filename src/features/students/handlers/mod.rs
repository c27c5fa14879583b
pub mod student_handler;

pub use student_handler::*;
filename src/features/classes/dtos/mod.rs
pub mod class_dto;

pub use class_dto::{ClassAttendanceSummaryDto, ClassPayloadDto, ClassResponseDto};
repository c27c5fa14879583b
pub mod attendance;
pub mod classes;
pub mod students;
use crate::core::config::DatabaseConfig;
use sqlx::{postgres::PgPoolOptions, PgPool};
use std::time::Duration;

pub async fn create_pool(config: &DatabaseConfig) -> Result<PgPool, sqlx::Error> {
    PgPoolOptions::new()
        .max_connections(config.max_connections)
        .min_connections(config.min_connections)
        .acquire_timeout(Duration::from_secs(config.acquire_timeout_secs))
        .idle_timeout(Duration::from_secs(config.idle_timeout_secs))
        .max_lifetime(Duration::from_secs(config.max_lifetime_secs))
        .connect(&config.url)
        .await
}

/// Apply the embedded schema migrations
pub async fn run_migrations(pool: &PgPool) -> Result<(), sqlx::migrate::MigrateError> {
    sqlx::migrate!("./migrations").run(pool).await
}
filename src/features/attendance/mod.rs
//! Daily attendance marks and global attendance statistics.
//!
//! At most one mark exists per (student, class, date). The referenced
//! student and class must exist when a mark is written.
//!
//! ## Endpoints
//!
//! | Method | Endpoint | Description |
//! |--------|----------|-------------|
//! | GET | `/api/attendance` | List marks (filters: studentId, classId, status, from, to) |
//! | POST | `/api/attendance` | Mark attendance |
//! | GET | `/api/attendance/stats` | Status counts and percentage |
//! | GET | `/api/attendance/{id}` | Get a mark |
//! | PUT | `/api/attendance/{id}` | Replace a mark |
//! | DELETE | `/api/attendance/{id}` | Delete a mark |

pub mod dtos;
pub mod handlers;
pub mod models;
pub mod routes;
pub mod services;

pub use services::AttendanceService;
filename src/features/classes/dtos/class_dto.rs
use std::collections::BTreeMap;

use chrono::{DateTime, Utc};
use serde::{Deserialize, Serialize};
use utoipa::ToSchema;
use uuid::Uuid;
use validator::Validate;

use crate::core::error::Result;
use crate::features::attendance::dtos::{
    AttendanceResponseDto, AttendanceStatisticsDto, DailyTallyDto,
};
use crate::features::classes::models::Class;
use crate::shared::validation::null_as_empty;

/// Request DTO for creating or replacing a class.
///
/// Missing or `null` fields become empty strings and fail validation.
#[derive(Debug, Clone, Default, Deserialize, Validate, ToSchema)]
#[serde(default)]
pub struct ClassPayloadDto {
    #[serde(deserialize_with = "null_as_empty")]
    #[validate(length(min = 2, message = "Class name must be at least 2 characters long"))]
    pub name: String,

    #[serde(deserialize_with = "null_as_empty")]
    #[validate(length(min = 1, message = "Subject is required"))]
    pub subject: String,

    #[serde(deserialize_with = "null_as_empty")]
    #[validate(length(min = 1, message = "Teacher name is required"))]
    pub teacher: String,
}

impl ClassPayloadDto {
    /// Trim, then validate
    pub fn into_valid(self) -> Result<Self> {
        let dto = Self {
            name: self.name.trim().to_string(),
            subject: self.subject.trim().to_string(),
            teacher: self.teacher.trim().to_string(),
        };
        dto.validate()?;
        Ok(dto)
    }
}

/// Response DTO for class
#[derive(Debug, Clone, Serialize, Deserialize, ToSchema)]
#[serde(rename_all = "camelCase")]
pub struct ClassResponseDto {
    #[serde(rename = "_id")]
    pub id: Uuid,
    pub name: String,
    pub subject: String,
    pub teacher: String,
    pub created_at: DateTime<Utc>,
    pub updated_at: DateTime<Utc>,
}

impl From<Class> for ClassResponseDto {
    fn from(c: Class) -> Self {
        Self {
            id: c.id,
            name: c.name,
            subject: c.subject,
            teacher: c.teacher,
            created_at: c.created_at,
            updated_at: c.updated_at,
        }
    }
}

/// A class with every attendance mark, overall summary and per-day tallies
#[derive(Debug, Clone, Serialize, Deserialize, ToSchema)]
#[serde(rename_all = "camelCase")]
pub struct ClassAttendanceSummaryDto {
    pub class: ClassResponseDto,
    pub attendance: Vec<AttendanceResponseDto>,
    pub summary: AttendanceStatisticsDto,
    /// Keyed by `YYYY-MM-DD`
    pub daily_summary: BTreeMap<String, DailyTallyDto>,
}
pub mod attendance_service;

pub use attendance_service::{fetch_records, AttendanceService};
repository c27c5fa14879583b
pub mod config;
pub mod database;
pub mod error;
pub mod extractor;
pub mod middleware;
pub mod openapi;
• • • • • • •
**Work required:**
Print only these lines, please. They run from the start of the entries above to the line containing "filename src/features/attendance/mod.rs", both ends included, and must match exactly.

**Expected answer:**
filename src/features/students/handlers/mod.rs
repository c27c5fa14879583b
pub mod student_handler;

pub use student_handler::*;
filename src/features/classes/dtos/mod.rs
pub mod class_dto;

pub use class_dto::{ClassAttendanceSummaryDto, ClassPayloadDto, ClassResponseDto};
repository c27c5fa14879583b
pub mod attendance;
pub mod classes;
pub mod students;
use crate::core::config::DatabaseConfig;
use sqlx::{postgres::PgPoolOptions, PgPool};
use std::time::Duration;

pub async fn create_pool(config: &DatabaseConfig) -> Result<PgPool, sqlx::Error> {
    PgPoolOptions::new()
        .max_connections(config.max_connections)
        .min_connections(config.min_connections)
        .acquire_timeout(Duration::from_secs(config.acquire_timeout_secs))
        .idle_timeout(Duration::from_secs(config.idle_timeout_secs))
        .max_lifetime(Duration::from_secs(config.max_lifetime_secs))
        .connect(&config.url)
        .await
}

/// Apply the embedded schema migrations
pub async fn run_migrations(pool: &PgPool) -> Result<(), sqlx::migrate::MigrateError> {
    sqlx::migrate!("./migrations").run(pool).await
}
filename src/features/attendance/mod.rs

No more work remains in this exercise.